Gli scienziati finalmente guardano dentro una roccia di 30 anni e trovano ossa di un antico mostro marino che c'erano da sempre
Ossa di un antico mostro marino, nascoste in una roccia per 30 anni, finalmente ottengono il loro momento sotto i riflettori - perché niente dice 'nuova specie' come un osso cranico con le corna.
In una straordinaria dimostrazione di 'avremmo dovuto controllare prima', i ricercatori dell'Università di Scienza di Okayama, dell'Università di Città di Tokyo, del Museo di Storia Naturale e della Città di Kishiwada (Prefettura di Osaka) hanno portato alla luce quattro ossa fossili che erano rimaste nascoste in bella vista per circa tre decenni. Le ossa sono state trovate all'interno di una roccia contenente resti di mosasauro raccolti nella città di Kishiwada, prefettura di Osaka.

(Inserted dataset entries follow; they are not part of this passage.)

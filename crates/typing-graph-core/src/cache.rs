//! The inspection cache: `(raw identity, config fingerprint) -> Node`,
//! read-mostly and safe for concurrent readers.
//!
//! The engine is generic over `ReflectionAdapter`, so there is no single
//! concrete type a hidden global cache could be keyed on; instead an
//! [`Engine`](crate::Engine) owns one `Cache` for its adapter's `Id` type.
//! Constructing one `Engine` per process and reusing it gives process-wide
//! cache behavior without an implicit static.

use std::sync::atomic::{AtomicU64, Ordering};

use dashmap::DashMap;

use crate::config::ConfigFingerprint;
use crate::node::Node;

/// `cache_info()`'s return shape. This cache is unbounded and append-only.
#[derive(Debug, Clone, Copy, PartialEq, Eq)]
pub struct CacheInfo {
    pub hits: u64,
    pub misses: u64,
    pub currsize: usize,
}

pub struct Cache<Id> {
    entries: DashMap<(Id, ConfigFingerprint), Node>,
    hits: AtomicU64,
    misses: AtomicU64,
}

impl<Id> Default for Cache<Id>
where
    Id: std::hash::Hash + Eq,
{
    fn default() -> Self {
        Self::new()
    }
}

impl<Id> Cache<Id>
where
    Id: std::hash::Hash + Eq,
{
    pub fn new() -> Self {
        Self {
            entries: DashMap::new(),
            hits: AtomicU64::new(0),
            misses: AtomicU64::new(0),
        }
    }

    pub fn get(&self, raw_identity: &Id, fingerprint: ConfigFingerprint) -> Option<Node>
    where
        Id: Clone,
    {
        // DashMap has no borrow-by-tuple-of-refs lookup without an owned
        // key; identities are cheap to clone (they're meant to be small
        // hashable keys, not the raw type itself).
        let key = (raw_identity.clone(), fingerprint);
        let hit = self.entries.get(&key).map(|entry| entry.value().clone());
        if hit.is_some() {
            self.hits.fetch_add(1, Ordering::Relaxed);
        } else {
            self.misses.fetch_add(1, Ordering::Relaxed);
        }
        hit
    }

    /// Insert a freshly-built node. If a concurrent miss already inserted
    /// one for the same key, that earlier value wins and is returned
    /// instead.
    pub fn insert(&self, raw_identity: Id, fingerprint: ConfigFingerprint, node: Node) -> Node {
        match self.entries.entry((raw_identity, fingerprint)) {
            dashmap::mapref::entry::Entry::Occupied(existing) => existing.get().clone(),
            dashmap::mapref::entry::Entry::Vacant(slot) => {
                slot.insert(node.clone());
                node
            }
        }
    }

    pub fn info(&self) -> CacheInfo {
        CacheInfo {
            hits: self.hits.load(Ordering::Relaxed),
            misses: self.misses.load(Ordering::Relaxed),
            currsize: self.entries.len(),
        }
    }

    pub fn clear(&self) {
        self.entries.clear();
        self.hits.store(0, Ordering::Relaxed);
        self.misses.store(0, Ordering::Relaxed);
    }
}

#[cfg(test)]
mod tests {
    use super::*;
    use crate::node::NodeData;
    use crate::node::NodeKind;

    fn sample_node() -> Node {
        Node::new(NodeData::leaf(NodeKind::Concrete {
            class_ref: "int".to_string(),
        }))
    }

    #[test]
    fn miss_then_hit() {
        let cache: Cache<u32> = Cache::new();
        let fp = crate::config::Config::default().fingerprint();
        assert!(cache.get(&1, fp).is_none());
        let node = cache.insert(1, fp, sample_node());
        let fetched = cache.get(&1, fp).unwrap();
        assert!(fetched.ptr_eq(&node));
        let info = cache.info();
        assert_eq!(info.hits, 1);
        assert_eq!(info.misses, 1);
        assert_eq!(info.currsize, 1);
    }

    #[test]
    fn concurrent_insert_keeps_first_value() {
        let cache: Cache<u32> = Cache::new();
        let fp = crate::config::Config::default().fingerprint();
        let first = cache.insert(1, fp, sample_node());
        let second = cache.insert(1, fp, sample_node());
        assert!(first.ptr_eq(&second));
    }

    #[test]
    fn clear_resets_everything() {
        let cache: Cache<u32> = Cache::new();
        let fp = crate::config::Config::default().fingerprint();
        cache.insert(1, fp, sample_node());
        cache.clear();
        assert_eq!(cache.info().currsize, 0);
    }
}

La protagonista dello spettacolo è una premascella - l'osso nella parte anteriore della mascella superiore - segnando la prima volta che un tale osso è stato confermato in un fossile di mosasauro scoperto in Giappone. Ovviamente, il primo doveva nascondersi in un cassetto. Altre caratteristiche anatomiche insolite non corrispondono a nessun mosasauro descritto in precedenza, suggerendo che questa creatura potrebbe essere una specie nuova per la scienza.
I mosasauri, per i non iniziati, erano grandi rettili marini che solcavano gli oceani del mondo durante il tardo Cretaceo, circa 98-66 milioni di anni fa. Pensateli come la risposta dell'oceano a Godzilla, ma con una migliore igiene dentale.
I fossili furono originariamente scoperti tra il 1990 e il 1992 a Sobura, città di Kaizuka, prefettura di Osaka, e successivamente conservati presso il Museo di Storia Naturale, città di Kishiwada. Quando i ricercatori hanno recentemente deciso di curiosare tra pezzi di roccia non preparati, hanno trovato quattro ossa fossili ancora incastonate nel materiale circostante. È come trovare soldi in una vecchia tasca del cappotto, tranne che i soldi sono una parte di cranio di rettile di 66 milioni di anni.
La premascella è importante perché è il primo esempio confermato di questo osso cranico in un mosasauro giapponese. Negli anni '90, gli scienziati avevano meno esemplari di mosasauro da confrontare, quindi non potevano capire cosa avessero. Ora, con decenni di conoscenze anatomiche accumulate, finalmente l'hanno capito. Meglio tardi che mai, giusto?
I ricercatori hanno anche esaminato il basisfenoide, un osso vicino alla scatola cranica, e hanno trovato alcune caratteristiche distintive: brevi proiezioni simili a corna che sporgono e nessun solco mediano ventrale. Questi tratti non corrispondono a nessun mosasauro conosciuto, che è il modo scientifico di dire 'potremmo avere una nuova specie tra le mani'.
I risultati evidenziano il valore di riconsiderare i campioni museali non preparati. I fossili conservati per decenni possono ancora produrre scoperte importanti - dimostrando che a volte la procrastinazione paga. La scoperta potrebbe anche aiutare a dipingere un quadro più chiaro degli ecosistemi marini nel Pacifico nord-occidentale durante il Cretaceo. Ma se questa sia davvero una nuova specie richiederà ulteriori ricerche.
I risultati sono stati presentati al 177° incontro annuale della Società Paleontologica del Giappone, tenutosi presso l'Università Metropolitana di Osaka il 27 giugno 2026. Materiali forniti dall'Università di Scienza di Okayama. Nota: il contenuto potrebbe essere stato modificato per stile e lunghezza.